I would try to make it through a year then begin looking for a new job. There are plenty of place to work that have a positive and uplifting environment. We spend way too many hours at work to be in a down setting. Even start looking now and if something comes your way grab it. If asked why you're changing jobs so soon say something like there's talk of a reduction at our office and since I'm the last one hired I expect to be the first to go - so I'm preparing for that contingency.

As for now - don't do anything. Next time you need to talk to her about work maybe ask her something like "so I've been here 90 days now - how is my work? Is there anything I should be doing differently? Is there anything I need to learn more about?" Then leave it at that.

1 mom found this helpful


answers from Columbia on

Don't play into it. Do your job, be professional and polite.

You're not there to make friends. Do your job and do it well. If you've screwed something up, fix it, apologize and ensure that it never happens again.

If you are required to attend any social activities, stay long enough to greet people, enjoy the meal or games, and leave. Do not drink alcohol and do not say anything that you wouldn't say during work hours.

Some people are gossips and LOVE to start drama. Some people love to find someone to hate. Ignore it all and do exactly what you're supposed to do. You don't have to know why these cackling hens are talking about you to do your job.

1 mom found this helpful


answers from Chicago on

What do you mean by "saying things that aren't right?"

1 mom found this helpful


answers from New York on

Please stop ear hustling. Sometimes what we think we heard wasn't what was said at all. Unless you develop the courage to bring it up right then and there, you will only drive yourself crazy with assumptions about what is being said and how.
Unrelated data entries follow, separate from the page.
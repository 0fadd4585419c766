// Copyright The CoSim Authors
// SPDX-License-Identifier: Apache-2.0

//! The cluster: hosts, queues, and the simulated wallclock cursor.

use std::collections::VecDeque;

use cosim_procset::ProcSet;

use crate::{Error, Host, HostId, Job, Seconds, SocketConf};

/// A collection of identical hosts plus the waiting queue and execution
/// list of one simulation.
///
/// The engine is the only mutator of hosts and of the idle-core counter;
/// schedulers reorder the waiting queue and compute proposals but hand
/// every resource mutation back to the engine.
#[derive(Debug)]
pub struct Cluster {
    socket_conf: SocketConf,
    half_shape: SocketConf,
    quarter_shape: SocketConf,
    hosts: Vec<Host>,
    total_cores: usize,
    idle_cores: usize,
    makespan: Seconds,

    /// Jobs admitted and waiting for resources, in queue order.
    pub waiting_queue: VecDeque<Job>,
    /// Jobs currently deployed on hosts.
    pub execution_list: Vec<Job>,

    /// Optional cap on the waiting queue length (`None` = unbounded).
    pub queue_size: Option<usize>,

    next_job_id: u64,
}

impl Cluster {
    /// Builds a cluster of `nodes` identical hosts with the given socket
    /// shape. Core IDs are consecutive across hosts, socket by socket.
    ///
    /// Fails with [`Error::ZeroCoreSocket`] when any socket has no cores.
    pub fn new(nodes: usize, socket_conf: SocketConf) -> Result<Self, Error> {
        if let Some(socket) = socket_conf.iter().position(|c| c == 0) {
            return Err(Error::ZeroCoreSocket { socket });
        }
        let cores_per_node = socket_conf.total();
        let hosts: Vec<Host> = (0..nodes)
            .map(|i| {
                Host::new(
                    HostId(i as u32),
                    socket_conf.clone(),
                    i as u32 * cores_per_node,
                )
            })
            .collect();
        let total_cores = cores_per_node as usize * nodes;
        Ok(Self {
            half_shape: socket_conf.halved(),
            quarter_shape: socket_conf.quartered(),
            socket_conf,
            hosts,
            total_cores,
            idle_cores: total_cores,
            makespan: 0.0,
            waiting_queue: VecDeque::new(),
            execution_list: Vec::new(),
            queue_size: None,
            next_job_id: 0,
        })
    }

    /// The full-socket (compact, exclusive) allocation shape.
    #[must_use]
    pub fn full_socket_allocation(&self) -> &SocketConf {
        &self.socket_conf
    }

    /// The half-socket allocation shape used for co-location.
    #[must_use]
    pub fn half_socket_allocation(&self) -> &SocketConf {
        &self.half_shape
    }

    /// The quarter-socket allocation shape.
    #[must_use]
    pub fn quarter_socket_allocation(&self) -> &SocketConf {
        &self.quarter_shape
    }

    /// Number of hosts.
    #[must_use]
    pub fn nodes(&self) -> usize {
        self.hosts.len()
    }

    /// Cores per host.
    #[must_use]
    pub fn cores_per_node(&self) -> usize {
        self.socket_conf.total() as usize
    }

    /// Constant total core count.
    #[must_use]
    pub fn total_cores(&self) -> usize {
        self.total_cores
    }

    /// The maintained count of currently free cores.
    #[must_use]
    pub fn idle_cores(&self) -> usize {
        self.idle_cores
    }

    /// Cores currently held by executing jobs.
    #[must_use]
    pub fn used_cores(&self) -> usize {
        self.total_cores - self.idle_cores
    }

    /// The hosts in their stable cluster order.
    #[must_use]
    pub fn hosts(&self) -> &[Host] {
        &self.hosts
    }

    /// A host by id.
    #[must_use]
    pub fn host(&self, id: HostId) -> &Host {
        &self.hosts[id.0 as usize]
    }

    /// Mutable access to a host; reserved for the engine's deploy and
    /// clean-up paths.
    pub fn host_mut(&mut self, id: HostId) -> &mut Host {
        &mut self.hosts[id.0 as usize]
    }

    /// Subtracts `n` cores from the idle counter after a deploy.
    pub fn charge_cores(&mut self, n: usize) {
        debug_assert!(n <= self.idle_cores);
        self.idle_cores -= n;
    }

    /// Returns `n` cores to the idle counter after a clean-up.
    pub fn credit_cores(&mut self, n: usize) {
        debug_assert!(self.idle_cores + n <= self.total_cores);
        self.idle_cores += n;
    }

    /// The simulated wallclock cursor.
    #[must_use]
    pub fn makespan(&self) -> Seconds {
        self.makespan
    }

    /// Advances the wallclock cursor; the cursor never moves backwards.
    pub fn advance(&mut self, delta: Seconds) {
        debug_assert!(delta >= 0.0);
        self.makespan += delta;
    }

    /// Whether the job's footprint can ever fit on this cluster.
    #[must_use]
    pub fn fits(&self, job: &Job) -> bool {
        job.processes as usize <= self.total_cores
    }

    /// Hands out the next monotonically increasing job id.
    pub fn take_job_id(&mut self) -> u64 {
        let id = self.next_job_id;
        self.next_job_id += 1;
        id
    }

    /// Re-derives the free-core count from every host and checks it against
    /// the maintained counter.
    ///
    /// A mismatch is the fatal [`Error::IdleCoreDrift`] invariant.
    pub fn verify_core_accounting(&self) -> Result<(), Error> {
        let derived: usize = self.hosts.iter().map(Host::idle_cores).sum();
        if derived != self.idle_cores {
            return Err(Error::IdleCoreDrift {
                counted: self.idle_cores,
                derived,
            });
        }
        Ok(())
    }

    /// Union of the free sets of every socket of every host.
    #[must_use]
    pub fn free_procs(&self) -> ProcSet {
        self.hosts
            .iter()
            .flat_map(|host| host.sockets().iter())
            .fold(ProcSet::new(), |acc, set| acc.union(set))
    }
}

#[cfg(test)]
mod tests {
    use super::*;

    fn shape(cores: &[u32]) -> SocketConf {
        SocketConf::new(cores.iter().copied()).expect("shape")
    }

    #[test]
    fn hosts_get_consecutive_core_ranges() {
        let cluster = Cluster::new(2, shape(&[2, 2])).expect("cluster");
        assert_eq!(cluster.total_cores(), 8);
        assert_eq!(cluster.host(HostId(0)).sockets()[0].to_string(), "0-1");
        assert_eq!(cluster.host(HostId(1)).sockets()[0].to_string(), "4-5");
        assert_eq!(cluster.free_procs().to_string(), "0-7");
    }

    #[test]
    fn derived_allocation_shapes() {
        let cluster = Cluster::new(1, shape(&[8, 8])).expect("cluster");
        assert_eq!(cluster.half_socket_allocation(), &shape(&[4, 4]));
        assert_eq!(cluster.quarter_socket_allocation(), &shape(&[2, 2]));
    }

    #[test]
    fn zero_core_socket_is_rejected() {
        assert!(matches!(
            Cluster::new(1, SocketConf::new([2, 0]).expect("shape")),
            Err(Error::ZeroCoreSocket { socket: 1 })
        ));
    }

    #[test]
    fn core_accounting_detects_drift() {
        let mut cluster = Cluster::new(1, shape(&[2, 2])).expect("cluster");
        cluster.verify_core_accounting().expect("fresh cluster");
        cluster.charge_cores(2);
        assert!(matches!(
            cluster.verify_core_accounting(),
            Err(Error::IdleCoreDrift {
                counted: 2,
                derived: 4
            })
        ));
    }

    #[test]
    fn job_ids_are_monotonic() {
        let mut cluster = Cluster::new(1, shape(&[2])).expect("cluster");
        assert_eq!(cluster.take_job_id(), 0);
        assert_eq!(cluster.take_job_id(), 1);
    }
}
I agree with others like OnePerfectOne, Julie S. and Can'tDecide.

Ultimately in the work place part of being professional includes bringing to light things that are done in the dark.

Ask yourself if you genuinely believe your coworkers mean you harm. This may help color how you proceed forward. Use the wisdom of being slow to speak and quick to listen but don't eavesdrop. No good ever comes from that. I hope this helps.

1 mom found this helpful


answers from Los Angeles on

Welcome to the world of employees! I have discovered there are truly very few "adults" in the work place. It is often stressful - wondering if the company will still be there next month. It can be hostile - if you are any good at your job others may feel threatened. It can be lonely - if you are new, others may take a while to warm up to you - or WORSE, fake liking you until they "get to know you" and they "find something wrong".

Women are tough, for some reason in the work place they have "something to prove". That is why i left the workplace and started in Network Marketing. This is the ONLY environment where 95% of the women support the other women (oh yes, it's not perfect but it is better). We all help each other grow, we build each other up instead of breaking each other down.

I used to work for someone else, i used to wonder if i was going ot have a job next year. I used to tip toe around my supervisors so I wouldn't rock the boat...then I realized that if I was going to have the life of my own design, I would have to create it. I created that with my network marketing business.

As for approaching it again...your call, what is this job worth to you? Will she be offended and take it out on you? Will she be sympathetic or will she blow it off to "just being busy" again? I always say stand up for what you believe in...and you will never go wrong.